The State of Our Current Health Care Reform Efforts

If you read nothing else this morning, please read Margaret Polaneczky, MD's (aka "TBTAM") excellent post that vividly summarizes our current health care reform efforts underway while offering insights as to what real reform should look like:
Real reform won't happen until the American people take their seat at the head of the table and invite doctors, ethicists and healthcare experts (not industry lobbyists) to bring their best knowledge about what interventions are most important, most effective and most cost efficient. Then we can sort out our priorities (you can call it rationing if you want) and create a budget.

Only then we can begin to negotiate with third parties (insurers, Big Pharma, etc) to sell us what we need at the best price. That's called competition, and it's what American capitalism is all about, right?

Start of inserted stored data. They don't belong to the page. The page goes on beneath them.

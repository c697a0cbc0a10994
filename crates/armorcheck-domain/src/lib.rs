//! Pure policy verification (no IO).
//!
//! Input: expected policy/rule specs plus a describe collaborator supplied by the caller.
//! Output: findings + verdict + summary data.

#![forbid(unsafe_code)]

pub mod describe;
pub mod model;
pub mod observed;
pub mod policy;
pub mod report;

mod checks;
mod compare;
mod fingerprint;
mod verify;

#[cfg(test)]
mod proptest;
#[cfg(test)]
mod test_support;

pub use describe::{Describe, DescribeError};
pub use verify::{verify_policy, verify_rule, verify_suite};
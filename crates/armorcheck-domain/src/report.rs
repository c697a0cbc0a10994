use armorcheck_types::{ArmorcheckData, Finding, Severity, Verdict};

#[derive(Clone, Debug, Default)]
pub struct SeverityCounts {
    pub info: u32,
    pub warning: u32,
    pub error: u32,
}

impl SeverityCounts {
    pub fn from_findings(findings: &[Finding]) -> Self {
        let mut counts = SeverityCounts::default();
        for f in findings {
            match f.severity {
                Severity::Info => counts.info += 1,
                Severity::Warning => counts.warning += 1,
                Severity::Error => counts.error += 1,
            }
        }
        counts
    }
}

/// Result of verifying one resource (the policy or a single rule).
#[derive(Clone, Debug, Default, PartialEq)]
pub struct Report {
    pub findings: Vec<Finding>,
    /// Describe documents compared.
    pub documents: u32,
    /// Field expectations evaluated, summed over documents.
    pub assertions: u32,
}

impl Report {
    pub fn is_clean(&self) -> bool {
        self.findings.is_empty()
    }

    pub fn merge(&mut self, other: Report) {
        self.findings.extend(other.findings);
        self.documents += other.documents;
        self.assertions += other.assertions;
    }
}

#[derive(Clone, Debug)]
pub struct DomainReport {
    pub verdict: Verdict,
    pub findings: Vec<Finding>,
    pub data: ArmorcheckData,
    pub counts: SeverityCounts,
}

The problem is, the American healthcare consumer (and I include myself here) still thinks someone else is footing the bill. Who that someone is, I don't know. Maybe the rich. Maybe our employers. Maybe the Federal Government.

What we have yet to get is that there is no "someone else". The deep pockets are our own pockets, and they are empty. Our tax dollars. Our pensions. Our companies going bankrupt from paying employee health care costs.

Until the American people get it that it is our responsibility to get our spending in line, and until our representatives have the guts to turn away the industry lobbyists and represent their constituents instead of their campaign bankrollers, we will continue to have uncontrolled health care spending.
... and that's just part of it. Read the whole thing.



Canada life insurance said...

Yes, I have already read something from Margaret Polaneczky and it was absolutely not waste of time. Exactly as it is so in this case. She has really good point of view.
I really like her style because she is not trying to enforce her opinion, but to show an objective true.
Really good!

Anonymous said...

I disagree: health care should be paid by society in the same way we so easily and without debate pay for war, roads, trasnportation services, etc, etc. Maybe the debate should center, for example, on prioritizing healthcare versus trillion dollar military ventures, while pursuing the clinical valuation of procedures and technologies, as Polaneczky suggests.